### TASK DESCRIPTION
Every entry should be given again exactly, with nothing dropped.

### DATA SHOWN
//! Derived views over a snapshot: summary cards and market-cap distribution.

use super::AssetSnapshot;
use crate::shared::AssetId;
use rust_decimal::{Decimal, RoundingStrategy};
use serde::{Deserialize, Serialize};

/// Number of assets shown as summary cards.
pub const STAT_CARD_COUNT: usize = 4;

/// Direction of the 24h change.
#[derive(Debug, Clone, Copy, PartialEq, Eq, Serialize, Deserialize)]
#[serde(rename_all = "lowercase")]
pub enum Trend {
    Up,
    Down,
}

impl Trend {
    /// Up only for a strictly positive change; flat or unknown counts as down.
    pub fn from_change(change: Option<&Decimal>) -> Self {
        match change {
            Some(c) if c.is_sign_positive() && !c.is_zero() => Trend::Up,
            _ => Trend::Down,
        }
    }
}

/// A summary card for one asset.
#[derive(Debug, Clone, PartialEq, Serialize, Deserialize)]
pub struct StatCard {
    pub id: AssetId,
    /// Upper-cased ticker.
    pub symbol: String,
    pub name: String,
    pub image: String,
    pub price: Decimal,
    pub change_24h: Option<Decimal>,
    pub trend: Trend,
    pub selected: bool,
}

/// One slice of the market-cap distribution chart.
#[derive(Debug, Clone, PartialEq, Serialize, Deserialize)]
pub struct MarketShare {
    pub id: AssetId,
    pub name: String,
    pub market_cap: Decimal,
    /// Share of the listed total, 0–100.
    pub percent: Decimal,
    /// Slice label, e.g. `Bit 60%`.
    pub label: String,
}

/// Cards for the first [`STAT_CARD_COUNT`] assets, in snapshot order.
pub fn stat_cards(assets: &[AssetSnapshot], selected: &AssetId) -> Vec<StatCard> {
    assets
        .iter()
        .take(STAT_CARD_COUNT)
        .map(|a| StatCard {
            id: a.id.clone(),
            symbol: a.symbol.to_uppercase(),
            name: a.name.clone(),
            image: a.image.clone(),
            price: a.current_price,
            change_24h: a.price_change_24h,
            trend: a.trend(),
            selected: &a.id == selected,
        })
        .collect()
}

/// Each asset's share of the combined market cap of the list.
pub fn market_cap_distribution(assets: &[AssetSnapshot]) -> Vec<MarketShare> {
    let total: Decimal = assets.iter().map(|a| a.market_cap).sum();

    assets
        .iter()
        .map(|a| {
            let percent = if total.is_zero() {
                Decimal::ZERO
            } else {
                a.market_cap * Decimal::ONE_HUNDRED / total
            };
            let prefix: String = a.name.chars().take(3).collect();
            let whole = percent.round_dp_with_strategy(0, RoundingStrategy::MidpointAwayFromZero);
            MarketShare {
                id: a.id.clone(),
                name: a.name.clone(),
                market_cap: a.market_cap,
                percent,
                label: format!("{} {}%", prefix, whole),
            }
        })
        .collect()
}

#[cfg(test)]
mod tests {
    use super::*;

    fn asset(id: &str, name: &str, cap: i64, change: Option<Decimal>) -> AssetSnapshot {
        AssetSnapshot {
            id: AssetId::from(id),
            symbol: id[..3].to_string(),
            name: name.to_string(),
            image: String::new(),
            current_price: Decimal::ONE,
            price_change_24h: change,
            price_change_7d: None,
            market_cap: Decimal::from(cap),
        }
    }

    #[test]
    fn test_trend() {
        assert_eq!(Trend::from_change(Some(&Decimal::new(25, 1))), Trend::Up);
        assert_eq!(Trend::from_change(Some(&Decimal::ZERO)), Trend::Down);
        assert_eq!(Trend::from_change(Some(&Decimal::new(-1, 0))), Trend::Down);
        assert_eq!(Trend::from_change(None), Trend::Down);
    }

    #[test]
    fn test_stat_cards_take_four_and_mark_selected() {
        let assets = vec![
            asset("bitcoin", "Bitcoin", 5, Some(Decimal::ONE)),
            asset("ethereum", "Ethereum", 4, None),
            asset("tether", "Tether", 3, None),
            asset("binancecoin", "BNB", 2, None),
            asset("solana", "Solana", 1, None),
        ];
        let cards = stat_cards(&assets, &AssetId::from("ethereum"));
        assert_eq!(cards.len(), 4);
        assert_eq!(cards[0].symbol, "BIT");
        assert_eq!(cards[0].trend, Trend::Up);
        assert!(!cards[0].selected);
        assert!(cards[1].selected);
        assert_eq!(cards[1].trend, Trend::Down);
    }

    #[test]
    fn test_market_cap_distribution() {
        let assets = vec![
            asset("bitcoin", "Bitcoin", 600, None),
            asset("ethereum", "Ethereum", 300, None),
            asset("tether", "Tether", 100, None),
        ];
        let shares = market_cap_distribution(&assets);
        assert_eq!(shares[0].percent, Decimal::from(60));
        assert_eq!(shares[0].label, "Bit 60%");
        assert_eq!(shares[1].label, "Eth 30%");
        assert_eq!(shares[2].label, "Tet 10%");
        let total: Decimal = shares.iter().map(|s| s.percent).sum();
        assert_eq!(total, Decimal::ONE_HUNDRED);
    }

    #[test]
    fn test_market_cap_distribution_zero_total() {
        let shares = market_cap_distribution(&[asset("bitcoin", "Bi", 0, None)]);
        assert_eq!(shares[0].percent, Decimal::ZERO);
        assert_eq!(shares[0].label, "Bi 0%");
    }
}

### RESPONSE FOR THIS EXERCISE
//! Derived views over a snapshot: summary cards and market-cap distribution.

use super::AssetSnapshot;
use crate::shared::AssetId;
use rust_decimal::{Decimal, RoundingStrategy};
use serde::{Deserialize, Serialize};

/// Number of assets shown as summary cards.
pub const STAT_CARD_COUNT: usize = 4;

/// Direction of the 24h change.
#[derive(Debug, Clone, Copy, PartialEq, Eq, Serialize, Deserialize)]
#[serde(rename_all = "lowercase")]
pub enum Trend {
    Up,
    Down,
}

impl Trend {
    /// Up only for a strictly positive change; flat or unknown counts as down.
    pub fn from_change(change: Option<&Decimal>) -> Self {
        match change {
            Some(c) if c.is_sign_positive() && !c.is_zero() => Trend::Up,
            _ => Trend::Down,
        }
    }
}

/// A summary card for one asset.
#[derive(Debug, Clone, PartialEq, Serialize, Deserialize)]
pub struct StatCard {
    pub id: AssetId,
    /// Upper-cased ticker.
    pub symbol: String,
    pub name: String,
    pub image: String,
    pub price: Decimal,
    pub change_24h: Option<Decimal>,
    pub trend: Trend,
    pub selected: bool,
}

/// One slice of the market-cap distribution chart.
#[derive(Debug, Clone, PartialEq, Serialize, Deserialize)]
pub struct MarketShare {
    pub id: AssetId,
    pub name: String,
    pub market_cap: Decimal,
    /// Share of the listed total, 0–100.
    pub percent: Decimal,
    /// Slice label, e.g. `Bit 60%`.
    pub label: String,
}

/// Cards for the first [`STAT_CARD_COUNT`] assets, in snapshot order.
pub fn stat_cards(assets: &[AssetSnapshot], selected: &AssetId) -> Vec<StatCard> {
    assets
        .iter()
        .take(STAT_CARD_COUNT)
        .map(|a| StatCard {
            id: a.id.clone(),
            symbol: a.symbol.to_uppercase(),
            name: a.name.clone(),
            image: a.image.clone(),
            price: a.current_price,
            change_24h: a.price_change_24h,
            trend: a.trend(),
            selected: &a.id == selected,
        })
        .collect()
}

/// Each asset's share of the combined market cap of the list.
pub fn market_cap_distribution(assets: &[AssetSnapshot]) -> Vec<MarketShare> {
    let total: Decimal = assets.iter().map(|a| a.market_cap).sum();

    assets
        .iter()
        .map(|a| {
            let percent = if total.is_zero() {
                Decimal::ZERO
            } else {
                a.market_cap * Decimal::ONE_HUNDRED / total
            };
            let prefix: String = a.name.chars().take(3).collect();
            let whole = percent.round_dp_with_strategy(0, RoundingStrategy::MidpointAwayFromZero);
            MarketShare {
                id: a.id.clone(),
                name: a.name.clone(),
                market_cap: a.market_cap,
                percent,
                label: format!("{} {}%", prefix, whole),
            }
        })
        .collect()
}

#[cfg(test)]
mod tests {
    use super::*;

    fn asset(id: &str, name: &str, cap: i64, change: Option<Decimal>) -> AssetSnapshot {
        AssetSnapshot {
            id: AssetId::from(id),
            symbol: id[..3].to_string(),
            name: name.to_string(),
            image: String::new(),
            current_price: Decimal::ONE,
            price_change_24h: change,
            price_change_7d: None,
            market_cap: Decimal::from(cap),
        }
    }

    #[test]
    fn test_trend() {
        assert_eq!(Trend::from_change(Some(&Decimal::new(25, 1))), Trend::Up);
        assert_eq!(Trend::from_change(Some(&Decimal::ZERO)), Trend::Down);
        assert_eq!(Trend::from_change(Some(&Decimal::new(-1, 0))), Trend::Down);
        assert_eq!(Trend::from_change(None), Trend::Down);
    }

    #[test]
    fn test_stat_cards_take_four_and_mark_selected() {
        let assets = vec![
            asset("bitcoin", "Bitcoin", 5, Some(Decimal::ONE)),
            asset("ethereum", "Ethereum", 4, None),
            asset("tether", "Tether", 3, None),
            asset("binancecoin", "BNB", 2, None),
            asset("solana", "Solana", 1, None),
        ];
        let cards = stat_cards(&assets, &AssetId::from("ethereum"));
        assert_eq!(cards.len(), 4);
        assert_eq!(cards[0].symbol, "BIT");
        assert_eq!(cards[0].trend, Trend::Up);
        assert!(!cards[0].selected);
        assert!(cards[1].selected);
        assert_eq!(cards[1].trend, Trend::Down);
    }

    #[test]
    fn test_market_cap_distribution() {
        let assets = vec![
            asset("bitcoin", "Bitcoin", 600, None),
            asset("ethereum", "Ethereum", 300, None),
            asset("tether", "Tether", 100, None),
        ];
        let shares = market_cap_distribution(&assets);
        assert_eq!(shares[0].percent, Decimal::from(60));
        assert_eq!(shares[0].label, "Bit 60%");
        assert_eq!(shares[1].label, "Eth 30%");
        assert_eq!(shares[2].label, "Tet 10%");
        let total: Decimal = shares.iter().map(|s| s.percent).sum();
        assert_eq!(total, Decimal::ONE_HUNDRED);
    }

    #[test]
    fn test_market_cap_distribution_zero_total() {
        let shares = market_cap_distribution(&[asset("bitcoin", "Bi", 0, None)]);
        assert_eq!(shares[0].percent, Decimal::ZERO);
        assert_eq!(shares[0].label, "Bi 0%");
    }
}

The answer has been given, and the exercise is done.